Il sito di The Guardian riporta una delle grandi interviste della storia.

E’ con Goundo Wandianga, l’ultimo giovane maschio rimasto in un tipico villaggio del Senegal, seduto su un copertone, perfetto simbolo del grande agitarsi del mondo che finisce in discarica.

Indossa jeans con regolamentare buco ad altezza ginocchio e maglietta, sullo sfondo alcune capanne di argilla e paglia.

Goundo Wandianga in his village, Sare Bakary, where all the other young men have left.

Nella foto, non si vede l’oggetto più importante: il telefonino con cui si tiene in costante attività planetaria su Facebook.

Tutti gli altri sono partiti, “Barça ou Barzakh”, “Barcellona o Morte”, rischiando la vita per mari e deserti, per poter arrivare in Europa. Paradossalmente, si spende di più per pagare i viaggi dei figli in Europa, di quanto ritorni nei villaggi sotto forme di rimesse (pensiamo alle dimensioni economiche dell’industria delle migrazioni…).

Spiega il responsabile regionale di quello che si chiama pittorescamente lo sviluppo:

nei villaggi, restano solo gli anziani, le donne e i bambini. Non ci sono giovani, perché non c’è nulla che li trattenga. Non c’è nulla che un giovane maschio possa fare, nemmeno per comprarsi una tazza di tè o una sigaretta. E non c’è una famiglia che voglia che i suoi figli rimangano.”

Non c’è nulla che si possa fare, per due motivi.

Il primo è che i prezzi delle derrate alimentari sono così bassi, che l’agricoltura non può più dare un reddito; il secondo è che il degrado del suolo e la siccità legata al cambiamento climatico la renderebbero comunque impraticabile.

Da una parte, la Roba che trabocca non si limita ai vestiti di plastica, ma invade tutto l’immenso campo dell’agricoltura industriale, che nel Senegal ha trovato storicamente una delle sue più grandi e criminali fabbriche (rileggere Voyage au bout de la nuit).
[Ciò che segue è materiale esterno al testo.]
// src/app/cache.rs
use std::fs;
use std::io::Write;
use std::path::{Path, PathBuf};
use std::time::{Duration, SystemTime};

use image::{imageops::FilterType, DynamicImage, GenericImageView};
use reqwest::blocking::Client;
use tracing::{info, warn};

use crate::config::{resolve_relative_path, AppConfig};

const POSTER_RETENTION_DAYS: u64 = 14;
const POSTER_RETENTION_SECS: u64 = POSTER_RETENTION_DAYS * 24 * 60 * 60;

pub const RESIZE_MAX_W: u32 = 320;
pub const RESIZE_QUALITY: u8 = 75;

pub fn url_to_cache_key(url: &str) -> String {
    format!("{:x}", md5::compute(url.as_bytes()))
}

/// On-disk poster store. Cheap to clone into worker threads.
#[derive(Clone, Debug)]
pub struct PosterCache {
    root: PathBuf,
    posters: PathBuf,
}

impl PosterCache {
    pub fn from_config(cfg: &AppConfig) -> Self {
        let root = cfg
            .cache_dir
            .clone()
            .map(PathBuf::from)
            .unwrap_or_else(|| PathBuf::from(resolve_relative_path(".reelfind_cache")));
        let cache = Self::open(root);
        match cache.prune_older_than(Duration::from_secs(POSTER_RETENTION_SECS)) {
            Ok(0) => {}
            Ok(n) => info!("poster cache: pruned {n} stale files"),
            Err(err) => warn!("poster cache prune failed: {err}"),
        }
        cache
    }

    pub fn open(root: PathBuf) -> Self {
        let mut posters = root.join("posters");
        if let Err(e) = fs::create_dir_all(&posters) {
            warn!("failed to create poster cache dir {}: {e}", posters.display());
            posters = root.clone();
            let _ = fs::create_dir_all(&posters);
        }
        Self { root, posters }
    }

    pub fn root(&self) -> &Path {
        &self.root
    }

    pub fn poster_path(&self, key: &str) -> PathBuf {
        self.posters.join(format!("{key}.jpg"))
    }

    pub fn find_by_key(&self, key: &str) -> Option<PathBuf> {
        let p = self.poster_path(key);
        p.exists().then_some(p)
    }

    /// Download, shrink to `RESIZE_MAX_W`, store as JPEG. Returns the cached path.
    pub fn download_resized(&self, client: &Client, url: &str, key: &str) -> Result<PathBuf, String> {
        if let Some(hit) = self.find_by_key(key) {
            return Ok(hit);
        }
        let bytes = client
            .get(url)
            .send()
            .and_then(|r| r.error_for_status())
            .and_then(|r| r.bytes())
            .map_err(|e| format!("download {url}: {e}"))?;
        self.store_resized(&bytes, key, RESIZE_MAX_W, RESIZE_QUALITY)
    }

    pub fn store_resized(
        &self,
        bytes: &[u8],
        key: &str,
        max_width: u32,
        quality: u8,
    ) -> Result<PathBuf, String> {
        let img = image::load_from_memory(bytes).map_err(|e| format!("decode: {e}"))?;

        let (w, h) = img.dimensions();
        let out: DynamicImage = if w > max_width {
            let new_h = ((h as f32) * (max_width as f32 / w as f32))
                .round()
                .max(1.0) as u32;
            img.resize_exact(max_width, new_h, FilterType::CatmullRom)
        } else {
            img
        };

        // JPEG has no alpha channel
        let rgb = out.to_rgb8();
        let mut jpeg_bytes: Vec<u8> = Vec::new();
        image::codecs::jpeg::JpegEncoder::new_with_quality(&mut jpeg_bytes, quality)
            .encode_image(&rgb)
            .map_err(|e| format!("jpeg encode: {e}"))?;

        let dest = self.poster_path(key);
        let tmp = dest.with_extension("jpg.part");
        {
            let mut f = fs::File::create(&tmp).map_err(|e| format!("create tmp: {e}"))?;
            f.write_all(&jpeg_bytes).map_err(|e| format!("write: {e}"))?;
        }
        fs::rename(&tmp, &dest).map_err(|e| format!("rename: {e}"))?;
        Ok(dest)
    }

    /// Remove poster files (and leftover `.part` files) last modified before `max_age` ago.
    pub fn prune_older_than(&self, max_age: Duration) -> std::io::Result<usize> {
        let cutoff = SystemTime::now()
            .checked_sub(max_age)
            .unwrap_or(SystemTime::UNIX_EPOCH);
        let mut removed = 0usize;
        for entry in fs::read_dir(&self.posters)? {
            let entry = entry?;
            if !entry.file_type()?.is_file() {
                continue;
            }
            let path = entry.path();
            let ext = path
                .extension()
                .and_then(|e| e.to_str())
                .map(|s| s.to_ascii_lowercase());
            if !matches!(ext.as_deref(), Some("jpg" | "part")) {
                continue;
            }
            let modified = entry
                .metadata()?
                .modified()
                .unwrap_or(SystemTime::UNIX_EPOCH);
            if modified < cutoff {
                let _ = fs::remove_file(&path);
                removed += 1;
            }
        }
        Ok(removed)
    }
}

/// (width, height, RGBA8 bytes) of a cached poster.
pub fn load_rgba(path: &Path) -> Result<(u32, u32, Vec<u8>), String> {
    let img = image::ImageReader::open(path)
        .map_err(|e| format!("open image {}: {e}", path.display()))?
        .with_guessed_format()
        .map_err(|e| format!("guess format {}: {e}", path.display()))?
        .decode()
        .map_err(|e| format!("decode {}: {e}", path.display()))?;
    let (w, h) = img.dimensions();
    Ok((w, h, img.to_rgba8().into_raw()))
}

#[cfg(test)]
mod tests {
    use super::*;
    use image::{ImageFormat, Rgba, RgbaImage};

    fn png_bytes(w: u32, h: u32) -> Vec<u8> {
        let img = RgbaImage::from_pixel(w, h, Rgba([200, 40, 40, 255]));
        let mut out = Vec::new();
        DynamicImage::ImageRgba8(img)
            .write_to(&mut std::io::Cursor::new(&mut out), ImageFormat::Png)
            .unwrap();
        out
    }

    #[test]
    fn cache_key_is_md5_hex() {
        let key = url_to_cache_key("https://image.tmdb.org/t/p/w500/a.jpg");
        assert_eq!(key.len(), 32);
        assert!(key.chars().all(|c| c.is_ascii_hexdigit()));
        assert_eq!(key, url_to_cache_key("https://image.tmdb.org/t/p/w500/a.jpg"));
        assert_ne!(key, url_to_cache_key("https://image.tmdb.org/t/p/w500/b.jpg"));
    }

    #[test]
    fn wide_posters_are_shrunk_and_found_by_key() {
        let dir = tempfile::tempdir().unwrap();
        let cache = PosterCache::open(dir.path().to_path_buf());
        assert!(cache.find_by_key("k1").is_none());

        let path = cache.store_resized(&png_bytes(640, 960), "k1", 320, 75).unwrap();
        assert_eq!(cache.find_by_key("k1"), Some(path.clone()));

        let (w, h, rgba) = load_rgba(&path).unwrap();
        assert_eq!((w, h), (320, 480));
        assert_eq!(rgba.len(), (320 * 480 * 4) as usize);
    }

    #[test]
    fn small_posters_keep_their_size() {
        let dir = tempfile::tempdir().unwrap();
        let cache = PosterCache::open(dir.path().to_path_buf());
        let path = cache.store_resized(&png_bytes(100, 150), "k2", 320, 75).unwrap();
        let (w, h, _) = load_rgba(&path).unwrap();
        assert_eq!((w, h), (100, 150));
    }

    #[test]
    fn garbage_bytes_are_rejected() {
        let dir = tempfile::tempdir().unwrap();
        let cache = PosterCache::open(dir.path().to_path_buf());
        assert!(cache.store_resized(b"not an image", "bad", 320, 75).is_err());
        assert!(cache.find_by_key("bad").is_none());
    }

    #[test]
    fn prune_removes_only_old_posters() {
        let dir = tempfile::tempdir().unwrap();
        let cache = PosterCache::open(dir.path().to_path_buf());
        let old = cache.store_resized(&png_bytes(10, 15), "old", 320, 75).unwrap();
        let fresh = cache.store_resized(&png_bytes(10, 15), "fresh", 320, 75).unwrap();

        let month_ago = SystemTime::now() - Duration::from_secs(30 * 24 * 3600);
        fs::File::options()
            .write(true)
            .open(&old)
            .unwrap()
            .set_modified(month_ago)
            .unwrap();

        let removed = cache
            .prune_older_than(Duration::from_secs(POSTER_RETENTION_SECS))
            .unwrap();
        assert_eq!(removed, 1);
        assert!(!old.exists());
        assert!(fresh.exists());
    }
}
Dall’altra, proprio questo meccanismo dell’apparente abbondanza mina la sopravvivenza della vita stessa.

Ora, il Senegal è uno dei paesi più stabili dell’Africa.

Se capiamo perché persino lì, tutti i giovani maschi se ne vanno, capiremo perché il “Terzo Mondo” rischia di fare la fine dei villaggi di montagna dell’Italia: il Molise oggi ha meno abitanti di quanti ne avesse nel 1861.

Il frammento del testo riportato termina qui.